Edwin Mitchell Smith (18 March 1847 – 21 April 1929) was Surveyor General of South Australia from 1911 to 1917.

==History==
Smith was born at Ipswich, Suffolk, England, eldest son of Edwin Smith (died March 1907) and his wife Hannah Smith, née Mitchell, and left England with his parents and sister aboard the ship Bolivar for South Australia, arriving in late January 1850. They lived at Medindie, where his father, who served for several years as chairman of Walkerville Council, developed a reputation as rose-grower.
He was educated at private schools, (Note: No details of his schooling have been found, but his name does not appear in lists of prizewinners of J. L. Young's Adelaide Educational Institution, unlike most young South Australian draftsmen and surveyors of the period.) and joined the Survey Department as a field assistant or chainman on 1 June 1862, and in his first years was attached to a team doing survey work in the Mount Gambier area, followed by the Anlaby estate, Hill River and Bungaree regions. He was promoted to cadet surveyor the following year, working in the Clare district, and expected to take charge of the party when the supervisor was absent.
He was appointed junior surveyor in June 1866, and put in charge of a survey party, initially under supervision of W. C. Gosse.
In 1869 he was a member of his uncle, Goyder's expedition to the Northern Territory, which surveyed the land for the settlement of Port Darwin, returning by the Gulnare in September 1869.
In 1874 he was appointed draftsman, and in February 1882 he was appointed Steward and Surveyor of Educational Lands. (Note: The Education Act of 1875, among other things, provided for the lease by the State Government of 400,000 acres of Waste Lands, the rental of was to be dedicated to provision of schoolhouses and salaries of teachers.)
In January 1886 he was appointed Chief Clerk in charge of the Public Lands Office and remained there for nine years.
Following Goyder's resignation and the accession of William Strawbridge, Smith was appointed Deputy Surveyor-General (Note: Smith and Strawbridge commenced work at the Survey Department at the same time.) in July, 1894.
He acted as Surveyor-General for a total of around three years before being appointed to the office on 1 July 1911. He retired voluntarily on 31 March 1917.
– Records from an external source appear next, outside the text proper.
use arc_swap::ArcSwap;
use serde::de::DeserializeOwned;
use serde::Serialize;
use std::collections::HashMap;
use std::sync::Arc;
use tracing::{debug, Instrument};
use url::Url;
use uuid::Uuid;

use super::builder::ApiClientBuilder;
use super::execution::RequestExecutor;
use crate::cache::{CacheKey, CacheStats, ResponseCache};
use crate::config::ClientConfig;
use crate::dedup::RequestDeduplicator;
use crate::resilience::rate_limiter::{RateLimiter, RateLimiterSnapshot};
use crate::types::request::{merge_headers, Method, RequestConfig};
use crate::types::response::{ApiResponse, ResponseBody};
use crate::{Error, ErrorContext, Result};

/// HTTP client that orchestrates rate limiting, caching, deduplication and retries.
///
/// Cheap to clone: clones share the same cache, pending-request map, rate
/// window and defaults.
#[derive(Clone)]
pub struct ApiClient {
    pub(crate) defaults: Arc<ArcSwap<ClientConfig>>,
    pub(crate) executor: Arc<RequestExecutor>,
    pub(crate) cache: Arc<ResponseCache>,
    pub(crate) dedup: RequestDeduplicator<ApiResponse<ResponseBody>>,
    pub(crate) rate_limiter: Option<Arc<RateLimiter>>,
}

impl ApiClient {
    /// Create a client with the default `reqwest` transport.
    pub fn new(config: ClientConfig) -> Result<Self> {
        ApiClientBuilder::from_config(config).build()
    }

    pub fn builder() -> ApiClientBuilder {
        ApiClientBuilder::new()
    }

    /// Execute a request and return the decoded, untyped response.
    ///
    /// Sequence: rate limiter -> cache lookup (GET with caching) -> in-flight
    /// deduplication -> execution with retries -> cache write.
    pub async fn send(&self, url: &str, config: RequestConfig) -> Result<ApiResponse<ResponseBody>> {
        let defaults = self.defaults.load_full();
        let full_url = resolve_url(defaults.base_url.as_deref(), url)?;
        let request = config.resolve(&defaults);

        if let Some(limiter) = &self.rate_limiter {
            limiter.acquire().await;
        }

        let key = CacheKey::derive(Some(request.method), &full_url, request.body.as_ref());
        let cacheable = request.is_cacheable();
        if request.cache && !cacheable {
            debug!(
                method = request.method.as_str(),
                url = full_url.as_str(),
                "caching skipped for non-GET request"
            );
        }
        if cacheable {
            if let Some(hit) = self.cache.get(&key) {
                debug!(key = %key, "cache hit");
                return Ok(hit);
            }
        }

        let dedupe = request.dedupe;
        let executor = Arc::clone(&self.executor);
        let cache = Arc::clone(&self.cache);
        let cache_key = key.clone();
        let span = tracing::info_span!(
            "speedcast_request",
            request_id = %Uuid::new_v4(),
            method = request.method.as_str(),
            url = full_url.as_str(),
        );
        let operation = move || {
            async move {
                let response = executor.execute(&full_url, &request).await?;
                if cacheable {
                    cache.set(cache_key, response.clone(), Some(request.cache_ttl));
                }
                Ok(response)
            }
            .instrument(span)
        };

        if dedupe {
            self.dedup.run(key, operation).await
        } else {
            operation().await
        }
    }

    /// Execute a request and convert the body into `T`.
    pub async fn request<T: DeserializeOwned>(&self, url: &str, config: RequestConfig) -> Result<ApiResponse<T>> {
        self.send(url, config).await?.into_typed()
    }

    pub async fn get<T: DeserializeOwned>(&self, url: &str, config: Option<RequestConfig>) -> Result<ApiResponse<T>> {
        self.request(url, config.unwrap_or_default().with_method(Method::Get))
            .await
    }

    pub async fn post<T, B>(&self, url: &str, body: &B, config: Option<RequestConfig>) -> Result<ApiResponse<T>>
    where
        T: DeserializeOwned,
        B: Serialize + ?Sized,
    {
        self.request_with_body(Method::Post, url, body, config).await
    }

    pub async fn put<T, B>(&self, url: &str, body: &B, config: Option<RequestConfig>) -> Result<ApiResponse<T>>
    where
        T: DeserializeOwned,
        B: Serialize + ?Sized,
    {
        self.request_with_body(Method::Put, url, body, config).await
    }

    pub async fn patch<T, B>(&self, url: &str, body: &B, config: Option<RequestConfig>) -> Result<ApiResponse<T>>
    where
        T: DeserializeOwned,
        B: Serialize + ?Sized,
    {
        self.request_with_body(Method::Patch, url, body, config).await
    }

    pub async fn delete<T: DeserializeOwned>(&self, url: &str, config: Option<RequestConfig>) -> Result<ApiResponse<T>> {
        self.request(url, config.unwrap_or_default().with_method(Method::Delete))
            .await
    }

    async fn request_with_body<T, B>(
        &self,
        method: Method,
        url: &str,
        body: &B,
        config: Option<RequestConfig>,
    ) -> Result<ApiResponse<T>>
    where
        T: DeserializeOwned,
        B: Serialize + ?Sized,
    {
        let config = config
            .unwrap_or_default()
            .with_method(method)
            .with_json(body)?;
        self.request(url, config).await
    }

    /// Drop every cached response.
    pub fn clear_cache(&self) {
        self.cache.clear();
    }

    /// Change the base URL for subsequent calls; in-flight calls are unaffected.
    pub fn set_base_url(&self, base_url: impl Into<String>) {
        let base_url = base_url.into();
        self.defaults.rcu(|current| {
            let mut next = ClientConfig::clone(current);
            next.base_url = Some(base_url.clone());
            next
        });
    }

    /// Merge `headers` into the default headers for subsequent calls.
    pub fn set_default_headers(&self, headers: HashMap<String, String>) {
        self.defaults.rcu(|current| {
            let mut next = ClientConfig::clone(current);
            merge_headers(&mut next.default_headers, headers.clone());
            next
        });
    }

    pub fn base_url(&self) -> Option<String> {
        self.defaults.load().base_url.clone()
    }

    pub fn default_headers(&self) -> HashMap<String, String> {
        self.defaults.load().default_headers.clone()
    }

    pub fn cache_stats(&self) -> CacheStats {
        self.cache.stats()
    }

    /// Number of distinct requests currently executing.
    pub fn in_flight(&self) -> usize {
        self.dedup.in_flight()
    }

    pub async fn rate_limiter_snapshot(&self) -> Option<RateLimiterSnapshot> {
        match &self.rate_limiter {
            Some(rl) => Some(rl.snapshot().await),
            None => None,
        }
    }
}

/// Absolute URLs pass through; relative ones are joined to `base_url` with exactly one `/`.
pub(crate) fn resolve_url(base_url: Option<&str>, url: &str) -> Result<String> {
    if matches!(Url::parse(url), Ok(parsed) if parsed.has_host()) {
        return Ok(url.to_string());
    }
    match base_url {
        Some(base) if !base.is_empty() => Ok(format!(
            "{}/{}",
            base.trim_end_matches('/'),
            url.trim_start_matches('/')
        )),
        _ => Err(Error::configuration_with_context(
            format!("relative URL {:?} requires a base URL", url),
            ErrorContext::new()
                .with_field_path("base_url")
                .with_source("url_resolver"),
        )),
    }
}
He died at Beach Cottage, Kirkcaldy. His remains were buried at the North Road Cemetery.

==Other interests==
While holding the office he occupied a number of other positions, including chairmanship of
- the Land Board,
- the Pastoral Board,
- the South-Eastern Drainage Board
- the Advances to Settlers' Board
He was a member of
- the Advisory Council of Aboriginals
- the Aborigines' Friends' Association
- the Da Costa Samaritan Trust
- the Church of England: from 1875 to 1881 he was warden at St Paul's Church, Adelaide, and for more than thirty years was a warden at St Peter's Cathedral
- the Royal Geographical Society, serving as president for some years
- Charitable Funds Commission, with Peter Whitington (formerly Commissioner of Audit) and Lionel H. Sholl, C.M.G. (formerly Under-secretary).

==Recognition==
He was awarded the Imperial Service Order in 1916.

==Family==
Smith married Frances Lettice Porter (c. 1845 – 6 September 1920) of Parkside on 1 June 1870. Their children included:

- Archibald John "Archie" Smith (1872–1945), of Melbourne
- (Frances) Evelyn Smith (1874 – 24 April 1953), of Medindie
- Norman Morley Alexander Smith (6 January 1877 – 24 December 1944) married Lillian Goode (11 July 1879 – ), daughter of Thomas Goode (pastoralist), on 16 June 1904; lived in Hawthorn, South Australia
- Estelle Laura Smith (1880– ) married Willy Theodore Alexander Drechsel in Dresden, Germany on 24 March 1903; moved to New York 1924. Their son Edwin Jared Drechsel was a noted magazine editor.
They had a home on The Avenue, Medindie, South Australia, later on Arthur Street in the same suburb.